Code is now looking like this

void mySMHIrain_Handler(const char *name, const char *data) 
{
    Particle.publish("Rain incoming data", (data));
    //String data1="1.1~0.2~2.0~0.4~0.7~0.9~0.0~0.0~"; //For testing purposes
    char rainBuffer[256]="";
    strcpy(rainBuffer, data);
    strtok(0,0);
    float rain1 = atof(strtok(rainBuffer, "~"));
    float rain2 = atof(strtok(NULL, "~"));
    float rain3 = atof(strtok(NULL, "~"));
    float rain4 = atof(strtok(NULL, "~"));
    float rain5 = atof(strtok(NULL, "~"));
    float rain6 = atof(strtok(NULL, "~"));
    float rain7 = atof(strtok(NULL, "~"));
    float rain8 = atof(strtok(NULL, "~"));
    
    
    float Precipitation=(rain1+rain2+rain3+rain4+rain5+rain6+rain7+rain8);


#51

I would get rid of the publish at the beginning of the handler. It seems to me that you needed it once to verify that the string is what you expect. As @ScruffR suggested, parse the data and build a string back using snprintf() to validate your tokenizing… and then move on.

You want to get in and out of these webhook handlers like you would an ISR. Use flags and handle them in loop(). The indicator_rain and publish methods can likely come out, I’d guess.

Like @ScruffR, I’d also use an array to take the data, but I would not use floating point variables, considering the precision issues and trying compare that to zero. So, you can try multiplying the float by 10 and using an int array to store the data; precision to less than 1/10th of a millimeter is likely not necessary. If data is inches, ok take another degree of precision.

Work your way down the function validating each step and once you are certain that you’ve got that next piece working, get rid of the debug and focus on the next block/function/line.

You are almost there.


#52

Hi!
I have some questing, surfing in the web i found this Library, from bblachon:

Would you mind tell me the differences between using this library and your method.
I’m new in this of parsing JSON, so I will really appreciate your help!
Thank you!


#53

You could also use this version of SparkJSON library which is available on Particle Build already

The main difference between the two ways is convenience vs. “visibilit” and understandability.

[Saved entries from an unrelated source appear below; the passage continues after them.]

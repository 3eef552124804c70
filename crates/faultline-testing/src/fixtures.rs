//! Fixture builders for normalized error records.

use chrono::Utc;
use faultline_core::{Breadcrumb, ErrorId, Level, NormalizedError, StackFrame, UserIdentity};

/// Builds a minimal normalized error with the given message.
pub fn error_with_message(message: impl Into<String>) -> NormalizedError {
    NormalizedError {
        id: ErrorId::new(),
        message: message.into(),
        kind: "Error".to_string(),
        level: Level::Error,
        stack: Vec::new(),
        timestamp: Utc::now(),
        tags: Default::default(),
        extra: Default::default(),
        breadcrumbs: Vec::new(),
        user: None,
    }
}

/// Builds a fully populated normalized error for round-trip assertions.
pub fn detailed_error() -> NormalizedError {
    let mut error = error_with_message("connection refused");
    error.kind = "NetworkError".to_string();
    error.level = Level::Warning;
    error.stack = vec![
        StackFrame {
            function: "fetch_profile".to_string(),
            file: Some("profile.rs".to_string()),
            line: Some(42),
            column: Some(9),
        },
        StackFrame::named("main"),
    ];
    error.tags.insert("release".to_string(), "1.4.2".to_string());
    error.extra.insert("request_id".to_string(), serde_json::json!("req-8821"));
    error.breadcrumbs.push(breadcrumb("http", "GET /profile"));
    error.user = Some(user("u-1", "ada@example.com"));
    error
}

/// Builds a breadcrumb in the given category.
pub fn breadcrumb(category: impl Into<String>, message: impl Into<String>) -> Breadcrumb {
    Breadcrumb {
        timestamp: Utc::now(),
        category: category.into(),
        message: message.into(),
        level: Level::Info,
        data: None,
    }
}

/// Builds a user identity with an id and email.
pub fn user(id: impl Into<String>, email: impl Into<String>) -> UserIdentity {
    UserIdentity { id: Some(id.into()), email: Some(email.into()), username: None }
}
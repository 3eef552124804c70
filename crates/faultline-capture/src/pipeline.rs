//! Capture pipeline: normalize, merge scope, filter, bound, enqueue.
//!
//! The pipeline is the host-facing entry point for error reports. It never
//! surfaces an error to the caller: persistence trouble degrades to
//! in-memory operation, oversized and suppressed records are dropped with a
//! log line, and delivery happens asynchronously after enqueue.

use std::sync::{Arc, RwLock};

use faultline_core::{Breadcrumb, Clock, NormalizedError, Provider, Storage, UserIdentity};
use faultline_delivery::{AdapterContext, AdapterRegistry, DrainHandle};
use tracing::{debug, warn};

use crate::normalize::{normalize, RawEvent};

/// Pre-send filter hook.
///
/// Returning `None` suppresses the record entirely: no counters move and no
/// adapter is invoked. Returning a modified record replaces the original.
pub type BeforeSend = dyn Fn(NormalizedError) -> Option<NormalizedError> + Send + Sync;

/// Capture pipeline configuration.
#[derive(Debug, Clone)]
pub struct CaptureConfig {
    /// Lane used when no adapter has been activated yet. Items buffered
    /// under it drain once a matching adapter comes up.
    pub default_provider: Provider,
}

impl Default for CaptureConfig {
    fn default() -> Self {
        Self { default_provider: Provider::from("console") }
    }
}

/// Per-capture context overrides, merged over the ambient scope.
#[derive(Debug, Clone, Default)]
pub struct ContextOverrides {
    /// Overrides the ambient user for this record only.
    pub user: Option<UserIdentity>,
    /// Tags merged over ambient tags for this record only.
    pub tags: std::collections::BTreeMap<String, String>,
}

/// Host-facing capture entry point.
pub struct CapturePipeline {
    storage: Arc<Storage>,
    registry: Arc<AdapterRegistry>,
    clock: Arc<dyn Clock>,
    config: CaptureConfig,
    before_send: RwLock<Option<Arc<BeforeSend>>>,
    drain: RwLock<Option<DrainHandle>>,
}

impl CapturePipeline {
    /// Creates a pipeline over the given storage and registry.
    pub fn new(
        storage: Arc<Storage>,
        registry: Arc<AdapterRegistry>,
        clock: Arc<dyn Clock>,
        config: CaptureConfig,
    ) -> Self {
        Self {
            storage,
            registry,
            clock,
            config,
            before_send: RwLock::new(None),
            drain: RwLock::new(None),
        }
    }

    /// Installs the pre-send filter hook, replacing any previous one.
    pub fn set_before_send(&self, filter: Arc<BeforeSend>) {
        if let Ok(mut slot) = self.before_send.write() {
            *slot = Some(filter);
        }
    }

    /// Connects the pipeline to an engine so enqueues nudge a drain pass.
    pub fn attach_engine(&self, handle: DrainHandle) {
        if let Ok(mut slot) = self.drain.write() {
            *slot = Some(handle);
        }
    }

    /// Captures a raw error report.
    ///
    /// Normalizes the event, merges the ambient scope and per-call
    /// overrides, applies the pre-send filter, enforces the per-item size
    /// cap, and enqueues the record under the current provider. Returns the
    /// enqueued record, or `None` when the filter suppressed it or it was
    /// too large. Never returns an error to the host.
    pub async fn capture(
        &self,
        event: RawEvent,
        overrides: ContextOverrides,
    ) -> Option<NormalizedError> {
        let mut error = normalize(event, self.clock.now());

        // Ambient scope first, event-derived and per-call data on top.
        let scope = self.storage.scope.snapshot().await;
        error.user = overrides.user.or_else(|| error.user.take()).or(scope.user);
        let mut tags = scope.tags;
        tags.append(&mut error.tags);
        tags.extend(overrides.tags);
        error.tags = tags;
        error.breadcrumbs = scope.breadcrumbs;

        let filter = self.before_send.read().ok().and_then(|slot| slot.clone());
        if let Some(filter) = filter {
            match filter(error) {
                Some(modified) => error = modified,
                None => {
                    debug!("record suppressed by pre-send filter");
                    return None;
                },
            }
        }

        self.storage.metrics.record_captured().await;

        let size_bytes = match serde_json::to_string(&error) {
            Ok(raw) => raw.len(),
            Err(e) => {
                warn!(error = %e, "record not serializable, dropped");
                self.storage.metrics.record_dropped(1).await;
                return None;
            },
        };
        if let Err(e) = self.storage.queue.check_item_size(size_bytes) {
            warn!(error = %e, "record exceeds size cap, dropped");
            self.storage.metrics.record_dropped(1).await;
            return None;
        }

        let provider = self
            .registry
            .current_provider()
            .await
            .unwrap_or_else(|| self.config.default_provider.clone());
        let enqueued = self.storage.queue.enqueue(error.clone(), provider).await;
        if enqueued.evicted > 0 {
            self.storage.metrics.record_dropped(enqueued.evicted as u64).await;
        }

        if let Some(handle) = self.drain.read().ok().and_then(|slot| slot.clone()) {
            handle.trigger();
        }

        Some(error)
    }

    /// Sets or clears the ambient user and forwards it to the adapter.
    ///
    /// An identity with no fields set clears the user.
    pub async fn set_user(&self, user: Option<UserIdentity>) {
        self.storage.scope.set_user(user).await;
        self.forward_scope().await;
    }

    /// Sets an ambient tag and forwards the updated context.
    pub async fn set_tag(&self, key: impl Into<String>, value: impl Into<String>) {
        self.storage.scope.set_tag(key, value).await;
        self.forward_scope().await;
    }

    /// Removes an ambient tag and forwards the updated context.
    pub async fn remove_tag(&self, key: &str) {
        self.storage.scope.remove_tag(key).await;
        self.forward_scope().await;
    }

    /// Appends a breadcrumb to the ambient trail and forwards it.
    pub async fn add_breadcrumb(&self, breadcrumb: Breadcrumb) {
        self.storage.scope.add_breadcrumb(breadcrumb.clone()).await;
        self.registry.forward_breadcrumb(&breadcrumb).await;
    }

    /// Clears user, tags, and breadcrumbs, and forwards the empty context.
    pub async fn reset_scope(&self) {
        self.storage.scope.reset().await;
        self.forward_scope().await;
    }

    async fn forward_scope(&self) {
        let scope = self.storage.scope.snapshot().await;
        let context = AdapterContext { user: scope.user, tags: scope.tags };
        self.registry.forward_context(&context).await;
    }
}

Doing things “by hand” helps understanding what’s going on and how things actually work.
Prebuilt libraries are convenient to use, but if you don’t know what they are doing and how they are working, you may get a hard time debugging if they don’t do what you expect.

I prefer doing things “manually” first to learn about the topic and then transition to using libraries (which I then can read and understand).


#54

Oh, I see thank you so much!
I think that I’m going to start using this method and then moving to the library, at least until I understand the process better.


#56

I have a hopefully simple question: why do we need to subscribe to the webhook, and publish it? It seems to me that one could just call the publish every so often in the applicaiton…unless I’m missing something?


#57

The publishing event triggers the webhook while the subscribe catches the result.
Without a trigger the webhook would never fire and without the subscribe the returned result would just end up in Nirvana :wink:

Anything else would be like a telephone with only a microphone or a speaker - but it needs both to do its job properly.


#58

By the way, I should point out there are a bunch of links around the forum pointing to trymustacheDOTcom which is now a shoe store. Evidently the domain owner decided selling shoes was more profitable than Mustache.
In my quest to learn the art of JSON parsing and response templates, I discovered tryhandlebarsjs.com which has helped me out a lot.


#59

EDIT: I discovered from another post that Rikkas7 wrote an excellent tutorial on Mustache, and even an amazing tool for building templates. I thought I should mention that here too.


#60

@LukeUSMC, thanks for the tutorial. Even three years after you published it, it is still valid. By just reading your original post I was able to create a web hook (though I used the WebIDE console to do it) and go to the TSA.gov website and get local Sunrise and Sunset info for my project. Wunderground no longer seems to offer a free API but the TSA does. Thanks again. A really big help.